# Long Lines Cable Ship



## mikey54th (May 1, 2006)

Hi,
Back again with another problem.
Looking for specifications regarding CS Long Lines cable laying ship. Help would be much appreciated... Hope you guys don't mind helping ocassionally!


----------



## Hugh MacLean (Nov 18, 2005)

Hi Mikey,

Here is some sites to start you off. Don't worry about asking for help. If we can we will.

http://www.boatnerd.com/news/newpictures03/LONG-LINES,-Tyco-cableship-.jpg

http://www.iscpc.org/images/ships/longline.jpg

http://www.atlantic-cable.com/CableStories/Parrish/index.htm

http://digital-picture-gallery.com/Seascapes-LR-PO-SG/Longlines.htm

The 11,300-ton Long Lines, built for AT&T in 1963 at a cost of $19 million, was then the world's largest and most advanced cable ship.

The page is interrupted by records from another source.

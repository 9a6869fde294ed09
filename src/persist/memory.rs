use std::{
    collections::HashMap,
    sync::{Arc, RwLock, RwLockReadGuard, RwLockWriteGuard},
};

use async_trait::async_trait;

use crate::error::FiatSwapError;

use super::Persistence;

/// In-process store. Clones share the same map, which lets a test drop a
/// `TradeManager` and restore a fresh one from what the first one wrote.
#[derive(Clone, Default)]
pub struct MemoryPersistence {
    store: Arc<RwLock<HashMap<String, HashMap<String, String>>>>,
}

impl MemoryPersistence {
    pub fn new() -> Self {
        Self::default()
    }

    fn read_store(&self) -> RwLockReadGuard<'_, HashMap<String, HashMap<String, String>>> {
        match self.store.read() {
            Ok(store) => store,
            Err(error) => {
                panic!("Error reading store - {}", error);
            }
        }
    }

    fn write_store(&self) -> RwLockWriteGuard<'_, HashMap<String, HashMap<String, String>>> {
        match self.store.write() {
            Ok(store) => store,
            Err(error) => {
                panic!("Error writing store - {}", error);
            }
        }
    }
}

#[async_trait]
impl Persistence for MemoryPersistence {
    async fn read(&self, namespace: &str, key: &str) -> Result<Option<String>, FiatSwapError> {
        Ok(self
            .read_store()
            .get(namespace)
            .and_then(|blobs| blobs.get(key))
            .cloned())
    }

    async fn write(&self, namespace: &str, key: &str, blob: String) -> Result<(), FiatSwapError> {
        self.write_store()
            .entry(namespace.to_owned())
            .or_default()
            .insert(key.to_owned(), blob);
        Ok(())
    }

    async fn remove(&self, namespace: &str, key: &str) -> Result<(), FiatSwapError> {
        if let Some(blobs) = self.write_store().get_mut(namespace) {
            blobs.remove(key);
        }
        Ok(())
    }

    async fn keys(&self, namespace: &str) -> Result<Vec<String>, FiatSwapError> {
        let mut keys: Vec<String> = self
            .read_store()
            .get(namespace)
            .map(|blobs| blobs.keys().cloned().collect())
            .unwrap_or_default();
        keys.sort();
        Ok(keys)
    }
}
use std::{
    collections::HashMap,
    sync::{RwLock, RwLockReadGuard, RwLockWriteGuard},
};

use bitcoin::Amount;
use tokio::sync::mpsc;
use tracing::{debug, error, info, warn};
use uuid::Uuid;

use crate::{
    common::{parse_address, FeePolicy, Role, SignedTx, TradeId},
    error::FiatSwapError,
    message::ProtocolMessage,
    model::{NodeContext, PersistedModel, CLOSED_TRADE_NAMESPACE},
    notif::{Notifier, TradeNotif},
    offer::{Direction, Offer},
    offerer::BuyerAsOffererModel,
    protocol::{RoleModel, TradeProtocol, TradeProtocolAccess},
    task::RunnerOutcome,
    taker::SellerAsTakerModel,
    trade::{Trade, TradeSnapshot, TradeState},
};

/// Registry of one node's trades. Pending trades each run a protocol actor;
/// closed trades are kept as plain snapshots.
pub struct TradeManager {
    context: NodeContext,
    notifier: Notifier,
    open_offers: RwLock<HashMap<Uuid, Offer>>,
    pending: RwLock<HashMap<TradeId, TradeProtocol>>,
    closed: RwLock<HashMap<TradeId, Trade>>,
    current_pending_trade: RwLock<Option<TradeId>>,
}

fn read_lock<T>(lock: &RwLock<T>) -> RwLockReadGuard<'_, T> {
    match lock.read() {
        Ok(guard) => guard,
        Err(error) => {
            panic!("Error reading trade manager - {}", error);
        }
    }
}

fn write_lock<T>(lock: &RwLock<T>) -> RwLockWriteGuard<'_, T> {
    match lock.write() {
        Ok(guard) => guard,
        Err(error) => {
            panic!("Error writing trade manager - {}", error);
        }
    }
}

enum RestoredModel {
    Offerer(BuyerAsOffererModel),
    Taker(SellerAsTakerModel),
}

fn outcome_result(trade_id: TradeId, outcome: RunnerOutcome) -> Result<(), FiatSwapError> {
    match outcome {
        RunnerOutcome::Completed => Ok(()),
        RunnerOutcome::Failed(failure) => Err(FiatSwapError::TaskFailed {
            trade_id,
            kind: failure.kind,
            reason: failure.reason,
        }),
        RunnerOutcome::Cancelled => Err(FiatSwapError::simple(format!(
            "Trade w/ TradeID {} task list cancelled",
            trade_id
        ))),
    }
}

It arrived in Honolulu in 1964 and put in place the first telecommunications cable between Oahu and Japan.


Sold for scrap 23/5/2003 in India.

Rgds


----------



## Brian McCarthy (Jul 21, 2005)

I was on the Tyco Provider in 1999, at St. Thomas, Longline was the station ship there but rarely went to sea


----------